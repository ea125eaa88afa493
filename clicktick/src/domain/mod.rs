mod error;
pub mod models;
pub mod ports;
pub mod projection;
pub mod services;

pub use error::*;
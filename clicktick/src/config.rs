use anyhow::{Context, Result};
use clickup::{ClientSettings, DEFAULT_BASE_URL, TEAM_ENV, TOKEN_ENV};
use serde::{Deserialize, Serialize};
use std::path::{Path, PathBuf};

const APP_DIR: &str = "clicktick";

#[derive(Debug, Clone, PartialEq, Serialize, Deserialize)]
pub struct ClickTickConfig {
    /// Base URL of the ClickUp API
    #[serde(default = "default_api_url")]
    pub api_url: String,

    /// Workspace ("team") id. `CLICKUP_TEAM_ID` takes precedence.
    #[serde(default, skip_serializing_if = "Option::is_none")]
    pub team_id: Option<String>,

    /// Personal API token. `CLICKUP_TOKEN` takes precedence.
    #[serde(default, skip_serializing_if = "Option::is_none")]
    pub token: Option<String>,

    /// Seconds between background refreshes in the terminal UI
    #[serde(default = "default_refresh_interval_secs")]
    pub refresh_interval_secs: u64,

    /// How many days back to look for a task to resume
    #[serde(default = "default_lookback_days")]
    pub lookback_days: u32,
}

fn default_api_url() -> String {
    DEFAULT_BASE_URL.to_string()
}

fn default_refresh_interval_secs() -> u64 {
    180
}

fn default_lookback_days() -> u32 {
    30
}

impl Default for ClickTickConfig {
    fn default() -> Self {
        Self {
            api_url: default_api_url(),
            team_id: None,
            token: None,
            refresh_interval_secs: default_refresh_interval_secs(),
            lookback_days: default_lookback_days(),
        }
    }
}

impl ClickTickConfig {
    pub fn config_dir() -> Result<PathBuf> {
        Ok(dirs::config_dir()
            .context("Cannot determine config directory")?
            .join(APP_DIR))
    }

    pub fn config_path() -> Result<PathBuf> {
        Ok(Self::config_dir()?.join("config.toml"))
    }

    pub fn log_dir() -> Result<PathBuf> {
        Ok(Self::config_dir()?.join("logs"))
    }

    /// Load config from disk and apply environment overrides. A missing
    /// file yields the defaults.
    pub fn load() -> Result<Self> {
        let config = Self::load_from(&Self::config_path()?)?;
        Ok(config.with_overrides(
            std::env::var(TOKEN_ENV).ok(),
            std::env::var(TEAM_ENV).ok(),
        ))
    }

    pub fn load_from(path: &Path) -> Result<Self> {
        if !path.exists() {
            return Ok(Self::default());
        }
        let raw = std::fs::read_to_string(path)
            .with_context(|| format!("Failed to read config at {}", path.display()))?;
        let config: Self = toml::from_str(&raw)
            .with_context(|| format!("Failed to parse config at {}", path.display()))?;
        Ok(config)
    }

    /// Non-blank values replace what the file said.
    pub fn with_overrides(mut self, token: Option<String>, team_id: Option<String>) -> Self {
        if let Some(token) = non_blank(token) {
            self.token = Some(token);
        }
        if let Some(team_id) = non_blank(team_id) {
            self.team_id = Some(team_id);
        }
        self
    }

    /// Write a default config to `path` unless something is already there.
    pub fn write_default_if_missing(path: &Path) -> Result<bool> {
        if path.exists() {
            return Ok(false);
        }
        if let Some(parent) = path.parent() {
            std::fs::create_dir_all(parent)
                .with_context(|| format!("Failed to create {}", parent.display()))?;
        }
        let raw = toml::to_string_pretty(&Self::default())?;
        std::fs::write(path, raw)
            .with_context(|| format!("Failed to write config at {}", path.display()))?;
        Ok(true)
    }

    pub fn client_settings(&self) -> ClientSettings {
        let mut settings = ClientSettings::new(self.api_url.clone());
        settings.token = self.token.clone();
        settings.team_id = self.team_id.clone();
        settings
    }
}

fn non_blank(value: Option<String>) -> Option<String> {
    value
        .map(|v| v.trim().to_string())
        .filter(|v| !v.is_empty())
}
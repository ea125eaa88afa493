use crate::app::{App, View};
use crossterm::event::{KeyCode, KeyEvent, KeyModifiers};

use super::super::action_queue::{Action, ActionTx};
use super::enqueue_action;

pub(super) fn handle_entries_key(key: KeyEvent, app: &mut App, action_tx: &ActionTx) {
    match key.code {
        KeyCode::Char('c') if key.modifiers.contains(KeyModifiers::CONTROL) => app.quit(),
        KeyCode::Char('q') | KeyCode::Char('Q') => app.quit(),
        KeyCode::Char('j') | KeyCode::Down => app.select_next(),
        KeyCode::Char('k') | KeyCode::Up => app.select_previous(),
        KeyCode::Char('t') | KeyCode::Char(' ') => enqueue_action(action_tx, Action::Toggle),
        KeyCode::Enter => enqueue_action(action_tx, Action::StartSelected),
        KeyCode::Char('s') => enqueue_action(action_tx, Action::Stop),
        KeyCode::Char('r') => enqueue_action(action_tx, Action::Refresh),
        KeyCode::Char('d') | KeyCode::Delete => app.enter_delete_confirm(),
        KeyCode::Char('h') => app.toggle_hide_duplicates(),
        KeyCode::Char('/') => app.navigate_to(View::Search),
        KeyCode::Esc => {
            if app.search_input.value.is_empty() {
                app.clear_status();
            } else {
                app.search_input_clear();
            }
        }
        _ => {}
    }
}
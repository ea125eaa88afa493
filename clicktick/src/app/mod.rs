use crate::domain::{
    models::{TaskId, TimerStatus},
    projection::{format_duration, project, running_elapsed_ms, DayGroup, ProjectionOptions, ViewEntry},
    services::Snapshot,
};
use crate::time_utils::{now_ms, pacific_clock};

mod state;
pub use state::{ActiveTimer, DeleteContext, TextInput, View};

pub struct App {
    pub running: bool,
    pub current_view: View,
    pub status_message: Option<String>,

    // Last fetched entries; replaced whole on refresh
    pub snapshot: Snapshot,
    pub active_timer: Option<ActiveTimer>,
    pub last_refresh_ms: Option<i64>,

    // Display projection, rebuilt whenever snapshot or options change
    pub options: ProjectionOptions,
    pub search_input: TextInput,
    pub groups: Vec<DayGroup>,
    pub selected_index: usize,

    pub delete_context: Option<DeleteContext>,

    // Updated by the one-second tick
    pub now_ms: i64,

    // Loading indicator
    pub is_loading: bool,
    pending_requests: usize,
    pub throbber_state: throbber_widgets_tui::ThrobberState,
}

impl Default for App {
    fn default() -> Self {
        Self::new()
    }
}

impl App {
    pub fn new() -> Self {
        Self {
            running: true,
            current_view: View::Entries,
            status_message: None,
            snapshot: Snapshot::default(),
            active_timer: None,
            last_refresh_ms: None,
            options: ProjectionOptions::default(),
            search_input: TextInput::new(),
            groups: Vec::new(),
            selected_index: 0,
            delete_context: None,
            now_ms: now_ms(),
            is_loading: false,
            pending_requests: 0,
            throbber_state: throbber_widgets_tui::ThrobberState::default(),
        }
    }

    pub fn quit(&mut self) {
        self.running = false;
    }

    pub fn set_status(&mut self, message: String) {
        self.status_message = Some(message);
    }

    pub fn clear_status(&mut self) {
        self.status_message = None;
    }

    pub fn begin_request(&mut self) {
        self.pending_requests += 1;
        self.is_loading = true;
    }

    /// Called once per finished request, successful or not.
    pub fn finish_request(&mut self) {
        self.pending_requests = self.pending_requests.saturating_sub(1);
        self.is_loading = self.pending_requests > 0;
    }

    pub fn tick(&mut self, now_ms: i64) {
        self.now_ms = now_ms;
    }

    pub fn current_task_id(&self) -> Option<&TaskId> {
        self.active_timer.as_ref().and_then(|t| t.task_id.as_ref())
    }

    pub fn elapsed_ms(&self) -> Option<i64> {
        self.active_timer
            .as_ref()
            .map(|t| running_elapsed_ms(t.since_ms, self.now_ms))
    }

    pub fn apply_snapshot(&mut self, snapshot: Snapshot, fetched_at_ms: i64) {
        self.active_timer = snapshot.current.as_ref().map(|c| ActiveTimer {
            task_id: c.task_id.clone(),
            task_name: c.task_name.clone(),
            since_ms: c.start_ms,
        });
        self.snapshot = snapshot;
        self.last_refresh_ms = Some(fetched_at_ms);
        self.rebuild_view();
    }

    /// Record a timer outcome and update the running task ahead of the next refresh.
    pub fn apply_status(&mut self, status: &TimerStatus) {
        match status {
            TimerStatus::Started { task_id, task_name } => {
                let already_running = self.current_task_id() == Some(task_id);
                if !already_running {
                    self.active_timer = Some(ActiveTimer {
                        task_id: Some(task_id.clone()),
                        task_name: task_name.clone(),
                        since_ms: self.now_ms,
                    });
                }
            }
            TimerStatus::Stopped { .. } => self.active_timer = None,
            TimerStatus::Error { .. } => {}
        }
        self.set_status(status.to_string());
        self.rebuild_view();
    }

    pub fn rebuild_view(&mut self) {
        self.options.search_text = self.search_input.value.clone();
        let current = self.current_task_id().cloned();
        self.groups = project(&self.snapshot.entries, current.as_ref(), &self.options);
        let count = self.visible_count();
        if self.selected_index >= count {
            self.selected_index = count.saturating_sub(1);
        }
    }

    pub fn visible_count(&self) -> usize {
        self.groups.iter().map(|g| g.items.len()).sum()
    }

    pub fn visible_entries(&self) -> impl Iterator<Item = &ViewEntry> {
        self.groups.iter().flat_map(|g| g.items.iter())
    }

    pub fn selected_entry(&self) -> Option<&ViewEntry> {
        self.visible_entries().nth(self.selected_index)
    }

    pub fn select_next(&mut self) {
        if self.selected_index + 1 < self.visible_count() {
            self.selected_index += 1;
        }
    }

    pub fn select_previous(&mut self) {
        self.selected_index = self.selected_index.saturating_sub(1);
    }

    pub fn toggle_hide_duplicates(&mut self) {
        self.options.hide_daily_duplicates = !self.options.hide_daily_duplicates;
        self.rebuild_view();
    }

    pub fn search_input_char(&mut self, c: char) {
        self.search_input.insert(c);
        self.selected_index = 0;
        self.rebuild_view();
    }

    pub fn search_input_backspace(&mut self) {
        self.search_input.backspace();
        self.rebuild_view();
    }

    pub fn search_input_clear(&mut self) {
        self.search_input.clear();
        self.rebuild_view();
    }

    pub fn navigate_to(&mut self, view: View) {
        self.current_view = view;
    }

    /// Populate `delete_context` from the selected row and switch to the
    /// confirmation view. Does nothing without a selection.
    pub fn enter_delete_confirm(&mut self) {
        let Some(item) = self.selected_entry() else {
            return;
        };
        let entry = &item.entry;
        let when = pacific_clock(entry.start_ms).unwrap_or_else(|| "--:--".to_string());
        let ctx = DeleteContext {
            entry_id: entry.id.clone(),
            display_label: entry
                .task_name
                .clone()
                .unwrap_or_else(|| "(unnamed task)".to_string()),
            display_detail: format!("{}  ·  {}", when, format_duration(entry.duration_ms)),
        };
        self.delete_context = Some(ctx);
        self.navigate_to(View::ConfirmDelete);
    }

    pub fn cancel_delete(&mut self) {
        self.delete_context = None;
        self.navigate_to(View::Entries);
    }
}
####
**Exercise brief**
The answer must consist of every line above that holds the string "parent", copied exactly.

**Written solution**
        if let Some(parent) = path.parent() {
            std::fs::create_dir_all(parent)
                .with_context(|| format!("Failed to create {}", parent.display()))?;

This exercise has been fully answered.